** Opening RECORDS block **

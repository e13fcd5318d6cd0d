//! Minimal element enumeration over a serialized HTML fragment using
//! compiled regexes rather than a DOM tree library -- the same technique the
//! teacher's semantic perceiver uses to scan HTML/text (compiled
//! `regex::Regex` tables over the raw string) instead of parsing a tree.

use once_cell::sync::Lazy;
use regex::Regex;
use std::collections::HashMap;

static TAG_RE: Lazy<Regex> = Lazy::new(|| {
    Regex::new(r#"(?is)<([a-zA-Z][\w-]*)((?:\s+[\w:-]+(?:\s*=\s*(?:"[^"]*"|'[^']*'|[^\s/>]+))?)*)\s*/?>([^<]{0,160})"#)
        .expect("valid tag regex")
});

static ATTR_RE: Lazy<Regex> = Lazy::new(|| {
    Regex::new(r#"([\w:-]+)\s*=\s*"([^"]*)"|([\w:-]+)\s*=\s*'([^']*)'"#).expect("valid attr regex")
});

#[derive(Debug, Clone)]
pub struct ParsedElement {
    pub tag: String,
    pub attributes: HashMap<String, String>,
    pub visible_text: String,
}

impl ParsedElement {
    pub fn attr_contains(&self, key_substr: &str, token: &str) -> bool {
        self.attributes
            .iter()
            .any(|(k, v)| k.contains(key_substr) && v.to_lowercase().contains(token))
    }

    pub fn any_data_attr_contains(&self, token: &str) -> bool {
        self.attributes
            .iter()
            .any(|(k, v)| k.starts_with("data-") && v.to_lowercase().contains(token))
    }
}

/// Scan raw HTML into a flat list of elements with their attributes and a
/// short window of following visible text. Not a real parser: tags are
/// matched independently of nesting, which is sufficient for attribute and
/// nearby-text scoring but does not reconstruct a DOM tree.
pub fn parse_elements(html: &str) -> Vec<ParsedElement> {
    let mut elements = Vec::new();
    for caps in TAG_RE.captures_iter(html) {
        let tag = caps.get(1).map(|m| m.as_str().to_lowercase()).unwrap_or_default();
        let attrs_raw = caps.get(2).map(|m| m.as_str()).unwrap_or_default();
        let text_raw = caps.get(3).map(|m| m.as_str()).unwrap_or_default();

        let mut attributes = HashMap::new();
        for attr_caps in ATTR_RE.captures_iter(attrs_raw) {
            if let (Some(k), Some(v)) = (attr_caps.get(1), attr_caps.get(2)) {
                attributes.insert(k.as_str().to_lowercase(), v.as_str().to_string());
            } else if let (Some(k), Some(v)) = (attr_caps.get(3), attr_caps.get(4)) {
                attributes.insert(k.as_str().to_lowercase(), v.as_str().to_string());
            }
        }

        let visible_text = strip_tags(text_raw).trim().to_string();
        elements.push(ParsedElement { tag, attributes, visible_text });
    }
    elements
}

fn strip_tags(s: &str) -> String {
    s.chars().filter(|c| *c != '<' && *c != '>').collect()
}

#[cfg(test)]
mod tests {
    use super::*;

    #[test]
    fn parses_attributes_and_text() {
        let html = r#"<button id="login-btn" class="btn primary">Log In</button>"#;
        let elements = parse_elements(html);
        assert_eq!(elements.len(), 1);
        assert_eq!(elements[0].tag, "button");
        assert_eq!(elements[0].attributes.get("id").unwrap(), "login-btn");
        assert_eq!(elements[0].visible_text, "Log In");
    }

    #[test]
    fn data_testid_detected_as_data_attr() {
        let html = r#"<input data-testid="email-field" placeholder="Email"/>"#;
        let elements = parse_elements(html);
        assert!(elements[0].any_data_attr_contains("email"));
        assert!(elements[0].attr_contains("placeholder", "email"));
    }
}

** Closing RECORDS block **

**PROBLEM**
Up to and including the line that holds "pub fn parse_elements(html: &str)", reproduce the records above exactly from their first line, and give nothing else.

**ANSWER TO THIS EXERCISE**
repository e13fcd5318d6cd0d
//! Minimal element enumeration over a serialized HTML fragment using
//! compiled regexes rather than a DOM tree library -- the same technique the
//! teacher's semantic perceiver uses to scan HTML/text (compiled
//! `regex::Regex` tables over the raw string) instead of parsing a tree.

use once_cell::sync::Lazy;
use regex::Regex;
use std::collections::HashMap;

static TAG_RE: Lazy<Regex> = Lazy::new(|| {
    Regex::new(r#"(?is)<([a-zA-Z][\w-]*)((?:\s+[\w:-]+(?:\s*=\s*(?:"[^"]*"|'[^']*'|[^\s/>]+))?)*)\s*/?>([^<]{0,160})"#)
        .expect("valid tag regex")
});

static ATTR_RE: Lazy<Regex> = Lazy::new(|| {
    Regex::new(r#"([\w:-]+)\s*=\s*"([^"]*)"|([\w:-]+)\s*=\s*'([^']*)'"#).expect("valid attr regex")
});

#[derive(Debug, Clone)]
pub struct ParsedElement {
    pub tag: String,
    pub attributes: HashMap<String, String>,
    pub visible_text: String,
}

impl ParsedElement {
    pub fn attr_contains(&self, key_substr: &str, token: &str) -> bool {
        self.attributes
            .iter()
            .any(|(k, v)| k.contains(key_substr) && v.to_lowercase().contains(token))
    }

    pub fn any_data_attr_contains(&self, token: &str) -> bool {
        self.attributes
            .iter()
            .any(|(k, v)| k.starts_with("data-") && v.to_lowercase().contains(token))
    }
}

/// Scan raw HTML into a flat list of elements with their attributes and a
/// short window of following visible text. Not a real parser: tags are
/// matched independently of nesting, which is sufficient for attribute and
/// nearby-text scoring but does not reconstruct a DOM tree.
pub fn parse_elements(html: &str) -> Vec<ParsedElement> {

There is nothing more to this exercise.